The military prison ledger entries for Joseph B. Wigginton from Joanne Eakin's "Missouri Prisoners of War" don't add too much to this. There are three separate entries, which are duplicates of each other, for the most part. Putting them all together they tell us that to the Yankees:
Joseph B. Wigginton was considered as a guerrilla of Porter's command, captured in Boone County 24 September 1862, sent to Gratiot Street Prison first (no date, but probably within 2 to 3 weeks of capture); transferred to Alton Military Prison in Alton, IL just up the Miss. River 27 Nov 1862; transferred to the Smallpox Hospital on 27 January 1863; then transferred to the "Sisters Hospital" (Sisters of Mercy?) 20 March 1863.

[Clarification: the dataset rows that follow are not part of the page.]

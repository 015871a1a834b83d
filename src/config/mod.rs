use serde::Deserialize;

use crate::content::{ValidationScope, Validator};

static CONFIG: OnceCell<Config> = OnceCell::const_new();

mod config_dir;
pub use config_dir::{find_config_file, read_config, read_config_from};

mod error;
pub use error::{ConfigError, ConfigResult};
use tokio::sync::OnceCell;

#[derive(Debug, Deserialize)]
pub struct Config {
    host: Host,
    app: App,
    #[serde(default)]
    validation: ValidationConfig,
}

#[derive(Debug, Deserialize)]
pub struct Host {
    bindto: String,
}

#[derive(Debug, Deserialize)]
pub struct App {
    database_uri: String,
    #[serde(default)]
    docs: bool,
}

/// How submitted documents are checked before they are stored.
#[derive(Debug, Default, Deserialize)]
pub struct ValidationConfig {
    #[serde(default)]
    scope: ValidationScope,
    #[serde(default)]
    check_answers: bool,
}

impl Config {
    pub fn parse(source: &str) -> ConfigResult<Self> {
        Ok(toml::from_str(source)?)
    }

    #[tracing::instrument]
    pub async fn get_or_init(use_local: bool) -> &'static Config {
        CONFIG
            .get_or_init(|| async {
                let read_cfg = |use_local| -> ConfigResult<Self> {
                    let source = read_config(use_local)?;
                    Self::parse(&source)
                };

                match read_cfg(use_local) {
                    Ok(c) => c,
                    Err(e) => {
                        crate::error::log_error(&e);
                        std::process::exit(1);
                    }
                }
            })
            .await
    }

    #[inline]
    pub fn host(&self) -> &Host {
        &self.host
    }

    #[inline]
    pub fn app(&self) -> &App {
        &self.app
    }

    #[inline]
    pub fn validation(&self) -> &ValidationConfig {
        &self.validation
    }
}

impl Host {
    #[inline]
    pub fn bindto(&self) -> &str {
        &self.bindto
    }
}

impl App {
    #[inline]
    pub fn database_uri(&self) -> &str {
        &self.database_uri
    }

    #[inline]
    pub fn docs(&self) -> bool {
        self.docs
    }
}

impl ValidationConfig {
    pub fn validator(&self) -> Validator {
        Validator::new(self.scope, self.check_answers)
    }
}
pub mod dto;

mod error;
pub use error::{ErrorResponse, WebError, WebResult};

mod state;
pub use state::AppState;

pub mod routes;

pub mod doc;
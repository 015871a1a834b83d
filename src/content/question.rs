use serde::{Deserialize, Serialize};

/// Discriminator shared by question groups and the questions inside them.
#[derive(Debug, Clone, Copy, PartialEq, Eq, Hash, Serialize, Deserialize, utoipa::ToSchema)]
#[serde(rename_all = "SCREAMING_SNAKE_CASE")]
pub enum GroupType {
    FillBlanks,
    Tfng,
    Mcq,
    Multi,
    MatchTable,
    DragDrop,
    MatchingHeader,
    Dropdown,
}

impl GroupType {
    pub const ALL: [GroupType; 8] = [
        Self::FillBlanks,
        Self::Tfng,
        Self::Mcq,
        Self::Multi,
        Self::MatchTable,
        Self::DragDrop,
        Self::MatchingHeader,
        Self::Dropdown,
    ];

    pub fn as_str(&self) -> &'static str {
        match self {
            Self::FillBlanks => "FILL_BLANKS",
            Self::Tfng => "TFNG",
            Self::Mcq => "MCQ",
            Self::Multi => "MULTI",
            Self::MatchTable => "MATCH_TABLE",
            Self::DragDrop => "DRAG_DROP",
            Self::MatchingHeader => "MATCHING_HEADER",
            Self::Dropdown => "DROPDOWN",
        }
    }

    /// Variants whose questions pick from a choice list owned by the group.
    pub fn has_shared_choices(&self) -> bool {
        matches!(
            self,
            Self::MatchTable | Self::DragDrop | Self::MatchingHeader | Self::Dropdown
        )
    }
}

impl std::fmt::Display for GroupType {
    fn fmt(&self, f: &mut std::fmt::Formatter<'_>) -> std::fmt::Result {
        f.write_str(self.as_str())
    }
}

impl std::str::FromStr for GroupType {
    type Err = String;

    fn from_str(s: &str) -> Result<Self, Self::Err> {
        Self::ALL
            .into_iter()
            .find(|t| t.as_str().eq_ignore_ascii_case(s))
            .ok_or_else(|| format!("unknown group type `{s}`"))
    }
}

#[derive(Debug, Clone, Copy, PartialEq, Eq, Serialize, Deserialize, utoipa::ToSchema)]
pub enum TfngAnswer {
    #[serde(rename = "TRUE")]
    True,
    #[serde(rename = "FALSE")]
    False,
    #[serde(rename = "NOT GIVEN")]
    NotGiven,
}

/// Number of empty option slots a new MCQ/MULTI question starts with.
pub const DEFAULT_OPTION_SLOTS: usize = 4;

/// Behaviour every question shape shares, independent of its variant.
pub trait Question: Clone {
    type Patch;

    /// Empty question as the authoring form scaffolds it.
    fn blank(number: u32, kind: GroupType) -> Self;

    fn number(&self) -> u32;

    /// Mark-numbers this question consumes.
    fn marks(&self) -> u32 {
        1
    }

    fn apply(&mut self, patch: Self::Patch);

    /// Writes the parent group's tag onto the question, when the shape carries one.
    fn stamp(&mut self, kind: GroupType);
}

#[derive(Debug, Clone, PartialEq, Serialize, Deserialize, utoipa::ToSchema)]
pub struct FillBlanksQuestion {
    pub number: u32,
    #[serde(rename = "type")]
    pub kind: GroupType,
    /// Accepted spellings.
    #[serde(default)]
    pub answer: Vec<String>,
}

#[derive(Debug, Clone, Default, PartialEq, Deserialize, Serialize)]
pub struct FillBlanksPatch {
    pub number: Option<u32>,
    pub answer: Option<Vec<String>>,
}

impl Question for FillBlanksQuestion {
    type Patch = FillBlanksPatch;

    fn blank(number: u32, kind: GroupType) -> Self {
        Self {
            number,
            kind,
            answer: vec![String::new()],
        }
    }

    fn number(&self) -> u32 {
        self.number
    }

    fn apply(&mut self, patch: FillBlanksPatch) {
        if let Some(number) = patch.number {
            self.number = number;
        }
        if let Some(answer) = patch.answer {
            self.answer = answer;
        }
    }

    fn stamp(&mut self, kind: GroupType) {
        self.kind = kind;
    }
}

#[derive(Debug, Clone, PartialEq, Serialize, Deserialize, utoipa::ToSchema)]
pub struct TfngQuestion {
    pub number: u32,
    #[serde(default)]
    pub question: String,
    #[serde(default, skip_serializing_if = "Option::is_none")]
    pub answer: Option<TfngAnswer>,
}

#[derive(Debug, Clone, Default, PartialEq, Deserialize, Serialize)]
pub struct TfngPatch {
    pub number: Option<u32>,
    pub question: Option<String>,
    /// `Some(None)` (JSON `null`) clears the answer, absent leaves it alone.
    #[serde(
        default,
        deserialize_with = "present",
        skip_serializing_if = "Option::is_none"
    )]
    pub answer: Option<Option<TfngAnswer>>,
}

fn present<'de, D, T>(deserializer: D) -> Result<Option<Option<T>>, D::Error>
where
    D: serde::Deserializer<'de>,
    T: Deserialize<'de>,
{
    Option::<T>::deserialize(deserializer).map(Some)
}

impl Question for TfngQuestion {
    type Patch = TfngPatch;

    fn blank(number: u32, _kind: GroupType) -> Self {
        Self {
            number,
            question: String::new(),
            answer: None,
        }
    }

    fn number(&self) -> u32 {
        self.number
    }

    fn apply(&mut self, patch: TfngPatch) {
        if let Some(number) = patch.number {
            self.number = number;
        }
        if let Some(question) = patch.question {
            self.question = question;
        }
        if let Some(answer) = patch.answer {
            self.answer = answer;
        }
    }

    // TFNG questions inherit their type from the group
    fn stamp(&mut self, _kind: GroupType) {}
}

#[derive(Debug, Clone, PartialEq, Serialize, Deserialize, utoipa::ToSchema)]
pub struct McqQuestion {
    pub number: u32,
    #[serde(rename = "type")]
    pub kind: GroupType,
    #[serde(default)]
    pub question: String,
    #[serde(default)]
    pub options: Vec<String>,
    #[serde(default)]
    pub answer: String,
}

#[derive(Debug, Clone, Default, PartialEq, Deserialize, Serialize)]
pub struct McqPatch {
    pub number: Option<u32>,
    pub question: Option<String>,
    pub options: Option<Vec<String>>,
    pub answer: Option<String>,
}

impl Question for McqQuestion {
    type Patch = McqPatch;

    fn blank(number: u32, kind: GroupType) -> Self {
        Self {
            number,
            kind,
            question: String::new(),
            options: vec![String::new(); DEFAULT_OPTION_SLOTS],
            answer: String::new(),
        }
    }

    fn number(&self) -> u32 {
        self.number
    }

    fn apply(&mut self, patch: McqPatch) {
        if let Some(number) = patch.number {
            self.number = number;
        }
        if let Some(question) = patch.question {
            self.question = question;
        }
        if let Some(options) = patch.options {
            self.options = options;
        }
        if let Some(answer) = patch.answer {
            self.answer = answer;
        }
    }

    fn stamp(&mut self, kind: GroupType) {
        self.kind = kind;
    }
}

#[derive(Debug, Clone, PartialEq, Serialize, Deserialize, utoipa::ToSchema)]
pub struct MultiQuestion {
    pub number: u32,
    #[serde(rename = "type")]
    pub kind: GroupType,
    #[serde(default)]
    pub question: String,
    #[serde(default)]
    pub options: Vec<String>,
    #[serde(default)]
    pub answer: Vec<String>,
}

#[derive(Debug, Clone, Default, PartialEq, Deserialize, Serialize)]
pub struct MultiPatch {
    pub number: Option<u32>,
    pub question: Option<String>,
    pub options: Option<Vec<String>>,
    pub answer: Option<Vec<String>>,
}

impl Question for MultiQuestion {
    type Patch = MultiPatch;

    fn blank(number: u32, kind: GroupType) -> Self {
        Self {
            number,
            kind,
            question: String::new(),
            options: vec![String::new(); DEFAULT_OPTION_SLOTS],
            answer: Vec::new(),
        }
    }

    fn number(&self) -> u32 {
        self.number
    }

    /// Every selected answer is scored as its own mark.
    fn marks(&self) -> u32 {
        u32::try_from(self.answer.len()).unwrap_or(u32::MAX)
    }

    fn apply(&mut self, patch: MultiPatch) {
        if let Some(number) = patch.number {
            self.number = number;
        }
        if let Some(question) = patch.question {
            self.question = question;
        }
        if let Some(options) = patch.options {
            self.options = options;
        }
        if let Some(answer) = patch.answer {
            self.answer = answer;
        }
    }

    fn stamp(&mut self, kind: GroupType) {
        self.kind = kind;
    }
}

/// Question picking its answer from the group-level `choices`.
#[derive(Debug, Clone, PartialEq, Serialize, Deserialize, utoipa::ToSchema)]
pub struct ChoiceQuestion {
    pub number: u32,
    #[serde(rename = "type")]
    pub kind: GroupType,
    #[serde(default)]
    pub question: String,
    #[serde(default)]
    pub answer: String,
}

#[derive(Debug, Clone, Default, PartialEq, Deserialize, Serialize)]
pub struct ChoicePatch {
    pub number: Option<u32>,
    pub question: Option<String>,
    pub answer: Option<String>,
}

impl Question for ChoiceQuestion {
    type Patch = ChoicePatch;

    fn blank(number: u32, kind: GroupType) -> Self {
        Self {
            number,
            kind,
            question: String::new(),
            answer: String::new(),
        }
    }

    fn number(&self) -> u32 {
        self.number
    }

    fn apply(&mut self, patch: ChoicePatch) {
        if let Some(number) = patch.number {
            self.number = number;
        }
        if let Some(question) = patch.question {
            self.question = question;
        }
        if let Some(answer) = patch.answer {
            self.answer = answer;
        }
    }

    fn stamp(&mut self, kind: GroupType) {
        self.kind = kind;
    }
}

/// Partial update for a single question. The shape must match the group variant.
#[derive(Debug, Clone, PartialEq, Deserialize, Serialize)]
#[serde(tag = "shape", rename_all = "snake_case")]
pub enum QuestionPatch {
    FillBlanks(FillBlanksPatch),
    Tfng(TfngPatch),
    Mcq(McqPatch),
    Multi(MultiPatch),
    Choice(ChoicePatch),
}

impl QuestionPatch {
    pub fn shape(&self) -> &'static str {
        match self {
            Self::FillBlanks(_) => "fill_blanks",
            Self::Tfng(_) => "tfng",
            Self::Mcq(_) => "mcq",
            Self::Multi(_) => "multi",
            Self::Choice(_) => "choice",
        }
    }
}

/// Mark-numbers consumed by `questions`, saturating at `u32::MAX`.
pub fn total_marks<Q: Question>(questions: &[Q]) -> u32 {
    questions
        .iter()
        .fold(0u32, |acc, q| acc.saturating_add(q.marks()))
}

/// Next free mark-number after `start_number` given the questions already present.
pub fn next_number<Q: Question>(questions: &[Q], start_number: u32) -> u32 {
    start_number
        .saturating_add(total_marks(questions))
        .saturating_add(1)
}

#[cfg(test)]
mod test {
    use super::*;

    #[test]
    fn group_type_wire_names() {
        let json = serde_json::to_string(&GroupType::MatchingHeader).unwrap();
        assert_eq!(json, "\"MATCHING_HEADER\"");
        let parsed: GroupType = serde_json::from_str("\"FILL_BLANKS\"").unwrap();
        assert_eq!(parsed, GroupType::FillBlanks);
        assert_eq!("drag_drop".parse::<GroupType>().unwrap(), GroupType::DragDrop);
        assert!("ESSAY".parse::<GroupType>().is_err());
    }

    #[test]
    fn tfng_not_given_has_a_space() {
        let json = serde_json::to_string(&TfngAnswer::NotGiven).unwrap();
        assert_eq!(json, "\"NOT GIVEN\"");
    }

    #[test]
    fn tfng_question_carries_no_type_tag() {
        let q = TfngQuestion::blank(3, GroupType::Tfng);
        let value = serde_json::to_value(&q).unwrap();
        assert!(value.get("type").is_none());
        assert_eq!(value["number"], 3);
    }

    #[test]
    fn blank_scaffolding() {
        let fill = FillBlanksQuestion::blank(1, GroupType::FillBlanks);
        assert_eq!(fill.answer, vec![String::new()]);

        let mcq = McqQuestion::blank(1, GroupType::Mcq);
        assert_eq!(mcq.options, vec![String::new(); 4]);
        assert!(mcq.answer.is_empty());

        let multi = MultiQuestion::blank(1, GroupType::Multi);
        assert_eq!(multi.options.len(), 4);
        assert!(multi.answer.is_empty());
    }

    #[test]
    fn patch_merges_only_given_fields() {
        let mut q = McqQuestion::blank(5, GroupType::Mcq);
        q.apply(McqPatch {
            question: Some("Which one?".into()),
            ..Default::default()
        });
        assert_eq!(q.question, "Which one?");
        assert_eq!(q.number, 5);
        assert_eq!(q.options.len(), 4);
    }

    #[test]
    fn multi_marks_follow_answer_count() {
        let mut q = MultiQuestion::blank(1, GroupType::Multi);
        assert_eq!(q.marks(), 0);
        q.answer = vec!["A".into(), "C".into()];
        assert_eq!(q.marks(), 2);
    }

    #[test]
    fn tfng_patch_sets_and_clears_answer() {
        let mut q = TfngQuestion::blank(1, GroupType::Tfng);

        let set: TfngPatch = serde_json::from_value(serde_json::json!({ "answer": "FALSE" })).unwrap();
        q.apply(set);
        assert_eq!(q.answer, Some(TfngAnswer::False));

        let untouched: TfngPatch = serde_json::from_value(serde_json::json!({ "question": "Q" })).unwrap();
        q.apply(untouched);
        assert_eq!(q.answer, Some(TfngAnswer::False));

        let clear: TfngPatch = serde_json::from_value(serde_json::json!({ "answer": null })).unwrap();
        assert_eq!(clear.answer, Some(None));
        q.apply(clear);
        assert_eq!(q.answer, None);
    }

    #[test]
    fn fill_blanks_answer_defaults_to_empty() {
        let q: FillBlanksQuestion =
            serde_json::from_value(serde_json::json!({ "number": 2, "type": "FILL_BLANKS" })).unwrap();
        assert!(q.answer.is_empty());
    }

    #[test]
    fn next_number_saturates() {
        let mut q = MultiQuestion::blank(1, GroupType::Multi);
        q.answer = vec!["A".into(), "B".into()];
        assert_eq!(next_number(&[q.clone(), q], u32::MAX - 1), u32::MAX);
        assert_eq!(next_number::<TfngQuestion>(&[], u32::MAX), u32::MAX);
    }
}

It seems that Wigginton managed to beat smallpox, if I read this record correctly, but we can't be sure just from these sketchy records. The prisoners held in the St. Louis area military prisons were farmed out to area civilian hospitals when they became very sick, with the exception of the terribly contagious smallpox. If they had that they were sent to designated islands in the Miss. River--one for the Alton prison and one for the two main downtown St. Louis prisons. The Union military maintained makeshift hospitals on those islands. My sources include the Winter book about the Civil War in St. Louis, Hesseltine's old article in the "Missouri Historical Review" and the part of the "O.R." in series 2, volumes 1 through 8.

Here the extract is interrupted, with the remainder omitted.